その日午後、陸軍では陸軍省と参謀本部の局部長会議があった。東条首相は現われるなり、陸軍報道部長の松村透逸少将をキッとにらみつけて、ドナった。(23)
「けさの毎日新聞をみたか」
「ハッ、一応目を通しましたが……」
「何、読んだなら、なぜ処分をせんのか。軍の作戦をバカにする反戦記事を載せられて捨てておく気か。それでも報道部長か」
今まで見たことのないすさまじいけんまくでまくしたてた。松村はすぐさま毎日の最高幹部に出頭を求めた。奥村信太郎社長、高石真五郎会長は南方の視察旅行でおらず、編集総長高田元三郎は京都に出張中であった。
急遽、帰京した高田は翌日、情報局で松村と会見した。
「記事の筆者は誰れか。反戦思想の持ち主は直ちに退社させろ」と松村は東条首相の命令として、筆者の厳罰、社内責任者の処分、最高幹部の謝罪を要求した。

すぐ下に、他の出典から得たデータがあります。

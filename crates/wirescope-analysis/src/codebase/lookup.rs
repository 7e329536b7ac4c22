//! Name resolution over the index: qualifiers to import paths, alias
//! chains to their targets, and canonical type rendering.

use wirescope_core::errors::ExtractionError;
use wirescope_core::types::FxHashSet;

use super::index::CodebaseIndex;
use super::package::Package;
use crate::builtin;
use crate::parsers::{GoFile, TypeDecl, TypeDeclKind, TypeExpr};

/// Where a named type ends up after following aliases.
#[derive(Debug, Clone, Copy)]
pub enum TypeTarget<'a> {
    /// A non-alias declaration in an indexed package.
    Declared {
        package: &'a Package,
        file: &'a GoFile,
        decl: &'a TypeDecl,
        /// An alias in the chain added a pointer layer.
        pointer: bool,
    },
    /// An alias whose target is predeclared or unnamed (`type ID = string`,
    /// `type Fn = func()`).
    Unnamed {
        expr: &'a TypeExpr,
        pointer: bool,
    },
}

impl<'a> TypeTarget<'a> {
    pub fn pointer(&self) -> bool {
        match self {
            TypeTarget::Declared { pointer, .. } | TypeTarget::Unnamed { pointer, .. } => *pointer,
        }
    }
}

const MAX_ALIAS_DEPTH: usize = 32;

impl CodebaseIndex {
    /// Import path bound to `qualifier` in `file`: an explicit alias, an
    /// indexed package with that name, or the import path's last element.
    pub fn resolve_qualifier(&self, file: &GoFile, qualifier: &str) -> Option<String> {
        if let Some(import) = file.import_with_alias(qualifier) {
            return Some(import.path.clone());
        }
        let unaliased = || file.imports.iter().filter(|i| i.alias.is_none());
        unaliased()
            .find(|i| self.package(&i.path).is_some_and(|p| p.name == qualifier))
            .or_else(|| unaliased().find(|i| i.default_local_name() == qualifier))
            .map(|i| i.path.clone())
    }

    /// Defining location of the named type `qualifier.name` as written in
    /// `file` of `package`. Predeclared types have the empty location.
    pub fn locate_named(&self, package: &Package, file: &GoFile, qualifier: Option<&str>, name: &str) -> String {
        if let Some(q) = qualifier {
            return self
                .resolve_qualifier(file, q)
                .unwrap_or_else(|| q.to_string());
        }
        if package.type_decl(name).is_some() {
            return package.import_path.clone();
        }
        if builtin::is_builtin(name) {
            return String::new();
        }
        file.imports
            .iter()
            .filter(|i| i.is_dot())
            .filter_map(|i| self.package(&i.path))
            .find(|p| p.type_decl(name).is_some())
            .map(|p| p.import_path.clone())
            .unwrap_or_else(|| package.import_path.clone())
    }

    /// Follow `(location, name)` through any alias chain to its target.
    pub fn follow_aliases(&self, location: &str, name: &str) -> Result<TypeTarget<'_>, ExtractionError> {
        let mut location = location.to_string();
        let mut name = name.to_string();
        let mut pointer = false;
        let mut seen: FxHashSet<(String, String)> = FxHashSet::default();

        for _ in 0..MAX_ALIAS_DEPTH {
            let package = self
                .package(&location)
                .ok_or_else(|| ExtractionError::PackageNotFound {
                    location: location.clone(),
                })?;
            let (file, decl) = package
                .type_decl(&name)
                .ok_or_else(|| ExtractionError::TypeNotFound {
                    name: name.clone(),
                    location: location.clone(),
                })?;
            let TypeDeclKind::Alias(target) = &decl.kind else {
                return Ok(TypeTarget::Declared {
                    package,
                    file,
                    decl,
                    pointer,
                });
            };
            if !seen.insert((package.import_path.clone(), name.clone())) {
                break;
            }

            let (inner, is_pointer) = target.deref();
            pointer |= is_pointer;
            let Some((qualifier, next)) = inner.head_named() else {
                return Ok(TypeTarget::Unnamed { expr: inner, pointer });
            };
            let next_location = self.locate_named(package, file, qualifier, next);
            if next_location.is_empty() {
                return Ok(TypeTarget::Unnamed { expr: inner, pointer });
            }
            location = next_location;
            name = next.to_string();
        }
        Err(ExtractionError::AliasCycle { name })
    }

    /// Render `expr` as Go syntax with every named type qualified by its
    /// import path, so signatures from different files compare equal.
    pub fn canonical_type(&self, package: &Package, file: &GoFile, expr: &TypeExpr) -> String {
        self.qualify(package, file, expr).to_string()
    }

    fn qualify(&self, package: &Package, file: &GoFile, expr: &TypeExpr) -> TypeExpr {
        let q = |e: &TypeExpr| Box::new(self.qualify(package, file, e));
        let list = |items: &[TypeExpr]| -> Vec<TypeExpr> {
            items.iter().map(|e| self.qualify(package, file, e)).collect()
        };
        match expr {
            TypeExpr::Named { qualifier, name } => {
                let location = self.locate_named(package, file, qualifier.as_deref(), name);
                let qualifier = (!location.is_empty()).then_some(location);
                TypeExpr::Named {
                    qualifier,
                    name: name.clone(),
                }
            }
            TypeExpr::Generic { base, args } => TypeExpr::Generic {
                base: q(base),
                args: list(args),
            },
            TypeExpr::Pointer(inner) => TypeExpr::Pointer(q(inner)),
            TypeExpr::Slice(elem) => TypeExpr::Slice(q(elem)),
            TypeExpr::Array { len, elem } => TypeExpr::Array {
                len: len.clone(),
                elem: q(elem),
            },
            TypeExpr::Map { key, value } => TypeExpr::Map {
                key: q(key),
                value: q(value),
            },
            TypeExpr::Chan { dir, elem } => TypeExpr::Chan {
                dir: *dir,
                elem: q(elem),
            },
            TypeExpr::Func { params, results } => TypeExpr::Func {
                params: list(params),
                results: list(results),
            },
            TypeExpr::Variadic(inner) => TypeExpr::Variadic(q(inner)),
            TypeExpr::Struct(_) | TypeExpr::Interface(_) | TypeExpr::Other(_) => expr.clone(),
        }
    }
}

「筆者を処分することはできぬ。責任は自分が負う」。高田はキッパリと断わった。
東条の怒りをさらに爆発させる事態が起きた。
二十三日朝刊に次いで夕刊でも第一面トップに、「いまや一歩も後退許されず、即時敵前行動へ」の大見出しが躍った。
この記事はアメリカがヨーロッパから太平洋に戦略を移しっつあるので、海空軍を拡充し、太平洋決戦を主張したもので、東条らの本土決戦に反対するものであった。東条は一歩たりとも後退を許されずというのは「軍の統帥権侵犯だ」と怒りを爆発させ、事件は一層燃え上がった。
記事は同社政経部で海軍担当の「黒潮会」キャップ新名丈夫記者が命がけで書いたものであった。